Os centros de Gurdjieff
Para Gurdjieff o ser humano é dividido em
- centro físico – localizado na região entre o umbigo e diafragma
- centro emocional – localizado na região do peito, ao longo do osso esterno
- centro mental – localizado na cabeça
- centro locomotor – localizado ao longo da espinha dorsal
- centro sexual – localizado na região dos órgãos sexuais
Além desses cinco centros, existem mais dois centros superiores
- Centro emocional superior – que possui a capacidade de compaixão e exercer a consideração exterior
- Centro mental superior – que possui a capacidade de compreender a razão objetiva onde a dualidade coexiste e se integra em algo único
Cada centro desempenha uma função específica, servindo de transformador de energia mais grossas para energias mais sutis. Assim, um centro está ligado em harmonia com os demais centros. No entanto, o corpo e seus centros somente funcionam de forma autônoma até um determinado nível. É o nível necessário para manter a máquina humana viva e a psique humana em suas funções mínimas. Somente um mínimo de energia é gerado de forma autônoma para os centros superiores emocional e mental. Assim, para desenvolver a essência, a pessoa deve aprender a desenvolver e ajustar sua máquina. Em suma, ser capaz de gerar energia suficiente para os centros superiores. Essa energia que chega aos centros superiores vem de duas fontes
- Sacrifício voluntário – aprender a parar de sofrer de forma desnecessária e assim poupar energia.
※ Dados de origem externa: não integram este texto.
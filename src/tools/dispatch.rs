//! Directive scanning over model replies
//!
//! Pattern matching, not a parser. A reply is read line by line; lines
//! starting with `execute:`, `search:` or `tool:` become directives. Tool
//! calls are split naively as `plugin.method(key=value, ...)` with no
//! quoting, escaping or nesting.

use crate::tools::types::PluginArgs;

/// Substrings that suggest a reply wants tools run (matched case-insensitively)
pub const PLUGIN_INDICATORS: &[&str] = &[
    "execute:",
    "run:",
    "tool:",
    "command:",
    "search:",
    "fetch:",
    "calculate:",
    "analyze:",
];

/// One actionable line from a model reply
#[derive(Debug, Clone, PartialEq, Eq)]
pub enum Directive {
    Execute(String),
    Search(String),
    Tool(String),
}

/// A parsed `plugin.method(args)` call
#[derive(Debug, Clone, PartialEq, Eq)]
pub struct ToolCall {
    pub plugin: String,
    pub method: String,
    pub args: PluginArgs,
}

/// Whether `response` mentions any plugin indicator
pub fn has_plugin_indicators(response: &str) -> bool {
    let lower = response.to_lowercase();
    PLUGIN_INDICATORS.iter().any(|ind| lower.contains(ind))
}

/// Collect directives in encounter order
pub fn scan_directives(response: &str) -> Vec<Directive> {
    response
        .lines()
        .map(str::trim)
        .filter_map(|line| {
            if let Some(rest) = line.strip_prefix("execute:") {
                Some(Directive::Execute(rest.trim().to_string()))
            } else if let Some(rest) = line.strip_prefix("search:") {
                Some(Directive::Search(rest.trim().to_string()))
            } else {
                line.strip_prefix("tool:")
                    .map(|rest| Directive::Tool(rest.trim().to_string()))
            }
        })
        .collect()
}

/// Split `plugin.method(k=v, ...)`; None when `.` or `(` is missing
///
/// The plugin is the text before the first `.`, the method runs up to the
/// first `(`, and the argument list ends at the next `)`. Without a `)`
/// the call has no arguments.
/// Pieces without `=` are ignored.
pub fn parse_tool_call(call: &str) -> Option<ToolCall> {
    let dot = call.find('.')?;
    let paren = call.find('(')?;
    if paren < dot {
        return None;
    }

    let plugin = call[..dot].trim().to_string();
    let method = call[dot + 1..paren].trim().to_string();

    let after = &call[paren + 1..];
    // Unclosed argument lists carry no arguments.
    let inner = after.find(')').map_or("", |close| &after[..close]);

    let args = inner
        .split(',')
        .filter_map(|piece| {
            let (key, value) = piece.split_once('=')?;
            Some((key.trim().to_string(), strip_quotes(value.trim()).to_string()))
        })
        .collect();

    Some(ToolCall {
        plugin,
        method,
        args,
    })
}

fn strip_quotes(value: &str) -> &str {
    value.trim_matches(|c| c == '"' || c == '\'')
}
//! Task orchestrator - main coordinator
//!
//! Runs one task at a time through the pipeline:
//! memory lookup → model selection → model call → plugin dispatch →
//! memory write. Any step error fails the whole task.

use crate::agent::context::{TaskContext, TaskRequest};
use crate::agent::state::TaskEvent;
use crate::config::{ApiKeys, Config};
use crate::errors::Result;
use crate::memory::{MemoryEngine, MemoryStats, Metadata};
use crate::models::ModelRouter;
use crate::tools::dispatch::has_plugin_indicators;
use crate::tools::{PluginExecutor, PluginTable};
use serde_json::json;
use std::collections::{BTreeMap, HashMap, VecDeque};
use std::path::Path;
use tracing::{error, info};

/// Orchestrator knobs, taken from [`Config`]
#[derive(Debug, Clone)]
pub struct OrchestratorSettings {
    /// Used when a request names no model
    pub default_model: String,
    /// Global plugin switch (`plugins.enabled`)
    pub plugins_enabled: bool,
    /// Memories pulled into the prompt
    pub context_memories: usize,
    /// Completed-task history bound
    pub max_completed_tasks: usize,
}

impl Default for OrchestratorSettings {
    fn default() -> Self {
        Self {
            default_model: "auto".to_string(),
            plugins_enabled: true,
            context_memories: 5,
            max_completed_tasks: 1000,
        }
    }
}

impl OrchestratorSettings {
    pub fn from_config(config: &Config) -> Self {
        Self {
            default_model: config.llm.default_model.clone(),
            plugins_enabled: config.plugins.enabled,
            context_memories: config.orchestrator.context_memories,
            max_completed_tasks: config.orchestrator.max_completed_tasks,
        }
    }
}

/// Main task orchestrator
pub struct TaskOrchestrator {
    memory: MemoryEngine,
    router: ModelRouter,
    plugins: PluginExecutor,
    settings: OrchestratorSettings,
    active_tasks: HashMap<String, TaskContext>,
    completed_tasks: VecDeque<TaskContext>,
}

impl TaskOrchestrator {
    /// Build every component from configuration
    pub async fn new(config: &Config, keys: &ApiKeys, table: PluginTable) -> Result<Self> {
        let memory = MemoryEngine::from_config(config).await?;
        let router = ModelRouter::from_config(&config.llm, keys);
        let plugins = PluginExecutor::from_config(config, table)?;

        info!("Task orchestrator initialized");
        Ok(Self::from_parts(
            memory,
            router,
            plugins,
            OrchestratorSettings::from_config(config),
        ))
    }

    /// Assemble from prebuilt components
    pub fn from_parts(
        memory: MemoryEngine,
        router: ModelRouter,
        plugins: PluginExecutor,
        settings: OrchestratorSettings,
    ) -> Self {
        Self {
            memory,
            router,
            plugins,
            settings,
            active_tasks: HashMap::new(),
            completed_tasks: VecDeque::new(),
        }
    }

    /// Run one task to completion or failure
    pub async fn execute_task(&mut self, request: TaskRequest) -> Result<String> {
        let mut ctx = TaskContext::new(&request, &self.settings.default_model);
        let task_id = ctx.task_id.clone();
        self.active_tasks.insert(task_id.clone(), ctx.clone());
        info!(task_id = %task_id, "Starting task: {}", ctx.prompt_preview());

        let outcome = self.run_pipeline(&mut ctx).await;
        match &outcome {
            Ok(_) => info!(task_id = %task_id, "Task completed successfully"),
            Err(e) => {
                error!(task_id = %task_id, "Task failed: {}", e);
                ctx.fail(e);
            }
        }

        self.active_tasks.remove(&task_id);
        self.record_completed(ctx);
        outcome
    }

    async fn run_pipeline(&self, ctx: &mut TaskContext) -> Result<String> {
        let mut relevant_context = String::new();
        if ctx.use_memory {
            ctx.advance(TaskEvent::LookupMemory)?;
            let memories = self
                .memory
                .search(&ctx.prompt, self.settings.context_memories)
                .await;
            if !memories.is_empty() {
                relevant_context = render_memories(&memories);
                if ctx.verbose {
                    info!(task_id = %ctx.task_id, "Retrieved {} relevant memories", memories.len());
                }
            }
        }

        ctx.advance(TaskEvent::SelectModel)?;
        let selected_model = self.router.select_model(&ctx.model, &ctx.prompt)?;
        if ctx.verbose {
            info!(task_id = %ctx.task_id, "Selected model: {}", selected_model);
        }

        let plugins_active = ctx.enable_plugins && self.settings.plugins_enabled;
        let enhanced_prompt = self.build_enhanced_prompt(&ctx.prompt, &relevant_context, plugins_active);

        ctx.advance(TaskEvent::CallModel)?;
        let mut response = self.router.execute(&selected_model, &enhanced_prompt).await?;

        if plugins_active && has_plugin_indicators(&response) {
            ctx.advance(TaskEvent::DispatchPlugins)?;
            if let Some(plugin_result) = self.plugins.execute_from_response(&response).await {
                response = format!("{}\n\nPlugin Execution Result:\n{}", response, plugin_result);
            }
        }

        if ctx.use_memory {
            ctx.advance(TaskEvent::WriteMemory)?;
            let mut extra = Metadata::new();
            extra.insert("task_id".into(), json!(ctx.task_id));
            extra.insert("model_used".into(), json!(selected_model));
            self.memory
                .store_interaction(&ctx.prompt, &response, extra)
                .await;
            if ctx.verbose {
                info!(task_id = %ctx.task_id, "Stored interaction in memory");
            }
        }

        ctx.complete(&response, &selected_model)?;
        Ok(response)
    }

    /// Prefix memory context and append the enabled tool list
    pub fn build_enhanced_prompt(&self, prompt: &str, context: &str, plugins_active: bool) -> String {
        let mut enhanced = if context.is_empty() {
            prompt.to_string()
        } else {
            format!("Relevant context:\n{}\n\nTask: {}", context, prompt)
        };

        if plugins_active {
            let available = self.plugins.list_available_plugins();
            if !available.is_empty() {
                enhanced.push_str(&format!("\n\nAvailable tools: {}", available.join(", ")));
            }
        }
        enhanced
    }

    fn record_completed(&mut self, ctx: TaskContext) {
        if self.settings.max_completed_tasks == 0 {
            return;
        }
        while self.completed_tasks.len() >= self.settings.max_completed_tasks {
            self.completed_tasks.pop_front();
        }
        self.completed_tasks.push_back(ctx);
    }

    pub fn active_tasks(&self) -> &HashMap<String, TaskContext> {
        &self.active_tasks
    }

    /// Oldest first
    pub fn completed_tasks(&self) -> &VecDeque<TaskContext> {
        &self.completed_tasks
    }

    pub async fn memory_search(&self, query: &str, limit: usize) -> Vec<String> {
        self.memory.search(query, limit).await
    }

    pub async fn list_memories(&self, limit: usize) -> Vec<String> {
        self.memory.list_recent(limit).await
    }

    pub async fn clear_memory(&self) -> bool {
        self.memory.clear().await
    }

    pub async fn memory_stats(&self) -> MemoryStats {
        self.memory.stats().await
    }

    pub async fn export_memory(&self, path: &Path) -> Result<usize> {
        self.memory.export(path).await
    }

    pub async fn import_memory(&self, path: &Path) -> Result<usize> {
        self.memory.import(path).await
    }

    pub fn list_plugins(&self) -> BTreeMap<String, bool> {
        self.plugins.list_plugins()
    }

    pub fn toggle_plugin(&mut self, name: &str, enabled: bool) -> bool {
        self.plugins.toggle_plugin(name, enabled)
    }

    pub fn install_plugin(&mut self, path: &Path) -> bool {
        self.plugins.install_plugin(path)
    }

    pub fn create_sample_plugins(&mut self) -> Result<usize> {
        self.plugins.registry_mut().create_sample_plugins()
    }

    pub fn plugins(&self) -> &PluginExecutor {
        &self.plugins
    }

    pub fn router(&self) -> &ModelRouter {
        &self.router
    }

    /// Multi-line status report
    pub async fn get_status(&self) -> String {
        [
            format!("Active tasks: {}", self.active_tasks.len()),
            format!("Completed tasks: {}", self.completed_tasks.len()),
            format!("Memory status: {}", self.memory.is_healthy().await),
            format!("LLM router status: {}", self.router.get_status()),
            format!("Plugin executor status: {}", self.plugins.get_status()),
        ]
        .join("\n")
    }
}

/// `Memory 1: ...` lines
fn render_memories(memories: &[String]) -> String {
    memories
        .iter()
        .enumerate()
        .map(|(i, mem)| format!("Memory {}: {}", i + 1, mem))
        .collect::<Vec<_>>()
        .join("\n")
}
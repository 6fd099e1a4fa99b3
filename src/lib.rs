//! Alfred - personal assistant orchestration shell
//!
//! Accepts a natural-language task, pulls relevant prior interactions from a
//! vector memory store, routes the task to a hosted LLM, runs plugin tools
//! named in the reply and stores the interaction back into memory.
//!
//! # Architecture
//!
//! - [`config`]: TOML settings with dotted-key access, env credentials
//! - [`memory`]: memory engine over local or ChromaDB stores
//! - [`models`]: provider trait and router with fallback
//! - [`tools`]: plugin registry, timed executor, directive dispatch
//! - [`agent`]: task state machine and orchestrator

pub mod agent;
pub mod cli;
pub mod config;
pub mod errors;
pub mod logging;
pub mod memory;
pub mod models;
pub mod tools;

pub use agent::{TaskContext, TaskOrchestrator, TaskRequest, TaskState};
pub use config::{ApiKeys, Config, ConfigStore};
pub use errors::{AlfredError, Result};
pub use memory::MemoryEngine;
pub use models::{ModelProvider, ModelRouter};
pub use tools::{Plugin, PluginExecutor, PluginRegistry, PluginTable};
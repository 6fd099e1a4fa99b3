//! Sample calculator plugin written by `alfred plugin sample`

use crate::errors::Result;
use crate::tools::types::{PluginManifest, MANIFEST_FILE};
use std::path::{Path, PathBuf};

const CALCULATOR_SCRIPT: &str = r#"#!/bin/sh
# Sample Alfred plugin: basic arithmetic.
# Arguments arrive as ALFRED_ARG_<KEY> environment variables.
case "$1" in
  add)
    awk -v a="$ALFRED_ARG_A" -v b="$ALFRED_ARG_B" 'BEGIN { print a + b }'
    ;;
  multiply)
    awk -v a="$ALFRED_ARG_A" -v b="$ALFRED_ARG_B" 'BEGIN { print a * b }'
    ;;
  calculate)
    expr="$ALFRED_ARG_EXPRESSION"
    if [ -z "$expr" ] || [ -n "$(printf '%s' "$expr" | tr -d '0-9+*/.() -')" ]; then
      echo "Invalid characters in expression" >&2
      exit 1
    fi
    awk "BEGIN { print $expr }"
    ;;
  *)
    echo "unknown method: $1" >&2
    exit 2
    ;;
esac
"#;

/// Manifest of the sample calculator plugin
pub fn calculator_manifest() -> PluginManifest {
    PluginManifest {
        name: "calculator".to_string(),
        version: "1.0.0".to_string(),
        description: "Basic calculator plugin".to_string(),
        entry_point: "calculator.sh".to_string(),
        permissions: vec!["compute".to_string()],
        dependencies: Vec::new(),
        enabled: true,
        methods: vec![
            "add".to_string(),
            "multiply".to_string(),
            "calculate".to_string(),
        ],
    }
}

/// Write the sample plugins under `plugin_dir`, returning their directories
pub fn write_sample_plugins(plugin_dir: &Path) -> Result<Vec<PathBuf>> {
    let manifest = calculator_manifest();
    let dir = plugin_dir.join(&manifest.name);
    std::fs::create_dir_all(&dir)?;

    let script = dir.join(&manifest.entry_point);
    std::fs::write(&script, CALCULATOR_SCRIPT)?;
    #[cfg(unix)]
    {
        use std::os::unix::fs::PermissionsExt;
        std::fs::set_permissions(&script, std::fs::Permissions::from_mode(0o755))?;
    }

    manifest.save(&dir.join(MANIFEST_FILE))?;
    Ok(vec![dir])
}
- Digestão das impressões – aprender a receber impressões mais sutis e a digerir as impressões recebidas ao longo do dia e assim acumular essa energia de maneira a alimentar sua essência e não mais a personalidade
Outra particularidade do modelo de Gurdjieff é que os centros mental, emocional físico e motor trabalham com polaridades. De outro jeito, trabalham com associação a eventos negativos e positivos. Somente os centros superiores estão isentos da polaridade e trabalham por assim dizer com o verdadeiro positivo.
As polaridades dos centros são:
- O centro instintivo motor se associa com a dor e prazer.
- O centro emocional se associa com “eu gosto” e “eu não gosto”
- O centro mental se associa com “afirmação” e “negação” (falso/verdade, bom/ruim..)
Outro ponto importante é que cada um dos três cérebros também possuem três centros. Então a mente possui uma mente física, emoções da mente e mente da mente. Isso vale aos dois centros. Por vezes, estudantes desse método se perdem com esse aumento de complexidade. No entanto, a compreensão vai acontecendo na medida que a prática acontece. O tempo e prática permite que sutilezas sejam observadas. Com isso vamos aprendendo mais sobre o como somos complexos e o tanto que agimos automaticamente. Então, não se prenda em muitos detalhes inicialmente. Anote o que observa e compartilhe com seus colegas de tarefa. O trabalho em grupo é um excelente meio de acelerar o entendimento pessoal sobre os três centros.